(Beginning of RECORDS FOR THE EXERCISE)

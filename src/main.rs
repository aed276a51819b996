mod api_docs;
mod config;
mod controllers;
mod models;
mod routes;
mod services;
mod shared_state;

use std::net::SocketAddr;

use axum::{Router, response::Html, routing::get};
use tower_http::services::ServeDir;
use utoipa::OpenApi;
use utoipa_scalar::Scalar;

use crate::api_docs::ApiDoc;
use crate::config::Config;
use crate::routes::estimate_routes::api_routes;
use crate::shared_state::AppState;

#[tokio::main]
async fn main() {
    // 1. Load configuration — a missing or broken file degrades to defaults,
    //    matching the degrade-not-fail policy of the estimate pipeline.
    let config = match Config::load("config.json") {
        Ok(c) => c,
        Err(e) => {
            eprintln!("Failed to load config.json ({}), using defaults", e);
            Config::default()
        }
    };
    if config.offline_mode {
        println!("Offline mode enabled: external APIs will not be called");
    }

    // 2. Shared state: config, HTTP client, runtime offline flag.
    let server_port = config.server.port;
    let state = AppState::new(config);

    // 3. HTTP server: JSON API, Scalar docs, static front end.
    let app = Router::new()
        .nest("/api", api_routes(state))
        .route("/scalar", get(|| async {
            Html(Scalar::new(ApiDoc::openapi()).to_html())
        }))
        .fallback_service(ServeDir::new("static"));

    let addr = SocketAddr::from(([0, 0, 0, 0], server_port));
    println!("API Server listening on http://{}", addr);
    println!("Scalar UI: http://{}/scalar", addr);

    axum_server::bind(addr)
        .serve(app.into_make_service())
        .await
        .unwrap();
}
use serde::Deserialize;

fn default_port() -> u16 {
    3000
}
fn default_offline_mode() -> bool {
    false
}
fn default_geocoding_endpoint() -> String {
    "https://api.opencagedata.com/geocode/v1/json".to_string()
}
fn default_solar_endpoint() -> String {
    "https://developer.nrel.gov/api/solar/solar_resource/v1.json".to_string()
}
fn default_api_key() -> String {
    "DEMO_KEY".to_string()
}
fn default_fallback_latitude() -> f64 {
    39.8283
}
fn default_fallback_longitude() -> f64 {
    -98.5795
}

#[derive(Debug, Deserialize, Clone, Default)]
pub struct Config {
    #[serde(default)]
    pub server: ServerConfig,
    #[serde(default)]
    pub geocoding: GeocodingConfig,
    #[serde(default)]
    pub solar_resource: SolarResourceConfig,
    #[serde(default = "default_offline_mode")]
    pub offline_mode: bool,
}

#[derive(Debug, Deserialize, Clone)]
pub struct ServerConfig {
    #[serde(default = "default_port")]
    pub port: u16,
}

impl Default for ServerConfig {
    fn default() -> Self {
        Self { port: default_port() }
    }
}

#[derive(Debug, Deserialize, Clone)]
pub struct GeocodingConfig {
    #[serde(default = "default_geocoding_endpoint")]
    pub endpoint: String,
    #[serde(default = "default_api_key")]
    pub api_key: String,
    /// Point used when neither the API nor the city table matches.
    #[serde(default = "default_fallback_latitude")]
    pub fallback_latitude: f64,
    #[serde(default = "default_fallback_longitude")]
    pub fallback_longitude: f64,
}

impl Default for GeocodingConfig {
    fn default() -> Self {
        Self {
            endpoint: default_geocoding_endpoint(),
            api_key: default_api_key(),
            fallback_latitude: default_fallback_latitude(),
            fallback_longitude: default_fallback_longitude(),
        }
    }
}

#[derive(Debug, Deserialize, Clone)]
pub struct SolarResourceConfig {
    #[serde(default = "default_solar_endpoint")]
    pub endpoint: String,
    #[serde(default = "default_api_key")]
    pub api_key: String,
}

impl Default for SolarResourceConfig {
    fn default() -> Self {
        Self {
            endpoint: default_solar_endpoint(),
            api_key: default_api_key(),
        }
    }
}

impl Config {
    pub fn load(path: &str) -> Result<Self, Box<dyn std::error::Error>> {
        let content = std::fs::read_to_string(path)?;
        let config = serde_json::from_str(&content)?;
        Ok(config)
    }
}

#[cfg(test)]
mod tests {
    use super::*;

    #[test]
    fn empty_document_yields_full_defaults() {
        let config: Config = serde_json::from_str("{}").unwrap();
        assert_eq!(config.server.port, 3000);
        assert!(!config.offline_mode);
        assert_eq!(config.geocoding.api_key, "DEMO_KEY");
        assert_eq!(config.geocoding.fallback_latitude, 39.8283);
        assert!(config.solar_resource.endpoint.contains("solar_resource"));
    }

    #[test]
    fn partial_document_overrides_only_named_fields() {
        let config: Config = serde_json::from_str(
            r#"{"server": {"port": 8080}, "offline_mode": true}"#,
        )
        .unwrap();
        assert_eq!(config.server.port, 8080);
        assert!(config.offline_mode);
        assert_eq!(config.geocoding.endpoint, default_geocoding_endpoint());
    }
}
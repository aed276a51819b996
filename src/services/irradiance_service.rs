use std::collections::HashMap;
use std::time::Duration;

use reqwest::Client;

use crate::config::SolarResourceConfig;
use crate::models::estimate::SolarResourceResponse;

const REQUEST_TIMEOUT: Duration = Duration::from_secs(10);

/// Monthly global horizontal irradiance averages for a location, in
/// kWh/m²/day, from the configured solar-resource API.
///
/// `None` means "use the internal estimate" — returned on network failure,
/// a non-success status, a malformed body, or an incomplete monthly map.
/// The caller never sees an error from this path.
pub async fn fetch_monthly_ghi(
    client: &Client,
    config: &SolarResourceConfig,
    latitude: f64,
    longitude: f64,
) -> Option<[f64; 12]> {
    let request = client
        .get(&config.endpoint)
        .query(&[("api_key", config.api_key.as_str())])
        .query(&[("lat", latitude), ("lon", longitude)])
        .timeout(REQUEST_TIMEOUT);

    let response = match request.send().await {
        Ok(r) if r.status().is_success() => r,
        Ok(r) => {
            eprintln!("Solar resource API returned {}", r.status());
            return None;
        }
        Err(e) => {
            eprintln!("Failed to reach solar resource API: {}", e);
            return None;
        }
    };

    match response.json::<SolarResourceResponse>().await {
        Ok(data) => {
            let series = monthly_series(&data.outputs.avg_ghi.monthly);
            if series.is_none() {
                eprintln!("Solar resource response is missing monthly averages");
            }
            series
        }
        Err(e) => {
            eprintln!("Failed to parse solar resource response: {}", e);
            None
        }
    }
}

/// Assemble the January–December series from the API's "1".."12" keyed map.
/// All twelve months must be present and positive, otherwise the payload is
/// unusable and the internal estimate takes over.
fn monthly_series(monthly: &HashMap<String, f64>) -> Option<[f64; 12]> {
    let mut series = [0.0; 12];
    for (index, slot) in series.iter_mut().enumerate() {
        let value = *monthly.get(&(index + 1).to_string())?;
        if value <= 0.0 {
            return None;
        }
        *slot = value;
    }
    Some(series)
}
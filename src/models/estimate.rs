use std::collections::HashMap;

use chrono::{DateTime, Utc};
use serde::{Deserialize, Serialize};
use utoipa::ToSchema;

// ─── Core domain values ──────────────────────────────────────────────────────

/// Resolved geographic position for an estimate. Produced by the geocoding
/// service (or its built-in fallback table) and echoed back to the client.
#[derive(Debug, Clone, Serialize, Deserialize, ToSchema)]
pub struct LocationPoint {
    /// Degrees, positive = North (−90 … +90)
    pub latitude: f64,
    /// Degrees, positive = East (−180 … +180)
    pub longitude: f64,
    pub formatted_address: String,
}

/// Roof compass orientation. Closed set — a request carrying any other
/// string is rejected at deserialization; an omitted orientation defaults
/// to south.
#[derive(Debug, Clone, Copy, PartialEq, Eq, Default, Serialize, Deserialize, ToSchema)]
#[serde(rename_all = "lowercase")]
pub enum Orientation {
    North,
    East,
    #[default]
    South,
    West,
}

impl Orientation {
    /// Generation multiplier relative to an ideal south-facing roof
    /// (northern-hemisphere convention): east/west lose morning or
    /// afternoon sun, north-facing roofs perform worst.
    pub fn factor(self) -> f64 {
        match self {
            Orientation::South => 1.0,
            Orientation::East | Orientation::West => 0.85,
            Orientation::North => 0.65,
        }
    }
}

/// Panel system parameters, validated at the HTTP boundary. The estimation
/// engine assumes these are well-formed and never re-checks them.
#[derive(Debug, Clone, Serialize, ToSchema)]
pub struct SystemConfig {
    /// Nameplate DC capacity (kW)
    pub system_size_kw: f64,
    /// Grid price used for the savings figure
    pub electricity_price_per_kwh: f64,
    /// Roof tilt from horizontal, 0–60°
    pub roof_angle_deg: u8,
    pub orientation: Orientation,
}

/// Twelve monthly irradiance averages (kWh/m²/day, index 0 = January) with
/// their provenance: `Measured` comes from the external solar-resource API,
/// `Estimated` from the internal latitude/season model. Invariant: every
/// value is positive — the service boundary maps anything else to the
/// estimated path before the engine runs.
#[derive(Debug, Clone, PartialEq)]
pub enum IrradianceSeries {
    Measured([f64; 12]),
    Estimated([f64; 12]),
}

impl IrradianceSeries {
    pub fn values(&self) -> &[f64; 12] {
        match self {
            IrradianceSeries::Measured(v) | IrradianceSeries::Estimated(v) => v,
        }
    }

    pub fn is_measured(&self) -> bool {
        matches!(self, IrradianceSeries::Measured(_))
    }

    /// Provenance line surfaced to the end user alongside the figures.
    pub fn source_description(&self) -> &'static str {
        match self {
            IrradianceSeries::Measured(_) => "Solar resource API monthly averages",
            IrradianceSeries::Estimated(_) => "Modeled from latitude and time of year",
        }
    }
}

/// One calendar month of the generation forecast.
#[derive(Debug, Clone, Serialize, ToSchema)]
pub struct MonthlyRecord {
    /// Three-letter month label, "Jan" … "Dec"
    pub month: String,
    /// Irradiance (kWh/m²/day)
    pub radiation: f64,
    pub daily_generation_kwh: f64,
    pub monthly_generation_kwh: f64,
}

/// Full-year forecast. Recomputed on every request — never cached.
#[derive(Debug, Clone, Serialize, ToSchema)]
pub struct GenerationResult {
    pub monthly: Vec<MonthlyRecord>,
    pub annual_total_kwh: f64,
}

#[derive(Debug, Clone, Serialize, ToSchema)]
pub struct ImpactResult {
    pub co2_offset_kg: f64,
    pub annual_savings: f64,
}

// ─── REST API request/response types ─────────────────────────────────────────

#[derive(Debug, Clone, Deserialize, ToSchema)]
pub struct EstimateRequest {
    /// Free-form address or city name; geocoded unless coordinates are given.
    #[serde(default)]
    pub address: String,
    /// Explicit coordinates skip geocoding entirely (both must be present).
    pub latitude: Option<f64>,
    pub longitude: Option<f64>,
    pub system_size_kw: f64,
    pub electricity_price_per_kwh: f64,
    #[serde(default = "default_roof_angle")]
    pub roof_angle_deg: u8,
    #[serde(default)]
    pub orientation: Orientation,
}

fn default_roof_angle() -> u8 {
    30
}

#[derive(Debug, Serialize, ToSchema)]
pub struct EstimateResponse {
    pub timestamp: DateTime<Utc>,
    pub location: LocationPoint,
    pub system: SystemConfig,
    pub generation: GenerationResult,
    pub impact: ImpactResult,
    /// Mean of the twelve monthly irradiance values (kWh/m²/day)
    pub average_radiation: f64,
    /// Where the irradiance series came from, for display to the end user
    pub data_source: String,
    pub used_measured_data: bool,
}

#[derive(Debug, Serialize, ToSchema)]
pub struct HealthStatus {
    pub status: String,
    pub version: String,
    pub offline_mode: bool,
}

#[derive(Debug, Serialize, Deserialize, ToSchema)]
pub struct OfflineModeSetting {
    pub offline_mode: bool,
}

// ─── Geocoding API wire types ────────────────────────────────────────────────

#[derive(Debug, Deserialize)]
pub struct GeocodeResponse {
    pub results: Vec<GeocodeResult>,
}

#[derive(Debug, Deserialize)]
pub struct GeocodeResult {
    pub geometry: GeocodeGeometry,
    pub formatted: String,
}

#[derive(Debug, Deserialize)]
pub struct GeocodeGeometry {
    pub lat: f64,
    pub lng: f64,
}

// ─── Solar resource API wire types ───────────────────────────────────────────

#[derive(Debug, Deserialize)]
pub struct SolarResourceResponse {
    pub outputs: SolarResourceOutputs,
}

#[derive(Debug, Deserialize)]
pub struct SolarResourceOutputs {
    pub avg_ghi: AvgGhi,
}

/// Monthly global horizontal irradiance averages, keyed "1" … "12".
#[derive(Debug, Deserialize)]
pub struct AvgGhi {
    pub monthly: HashMap<String, f64>,
}
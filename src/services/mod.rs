pub mod geocoding_service;
pub mod irradiance_service;
pub mod solar_algorithm;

(End of RECORDS FOR THE EXERCISE)

▶ **EXERCISE AIM**:
Restate word for word the lines above, beginning at the first one and ending at the line that carries "use tower_http::services::ServeDir;".

▶ **SOLVED EXERCISE**:
filename src/main.rs
repository aed276a51819b996
mod api_docs;
mod config;
mod controllers;
mod models;
mod routes;
mod services;
mod shared_state;

use std::net::SocketAddr;

use axum::{Router, response::Html, routing::get};
use tower_http::services::ServeDir;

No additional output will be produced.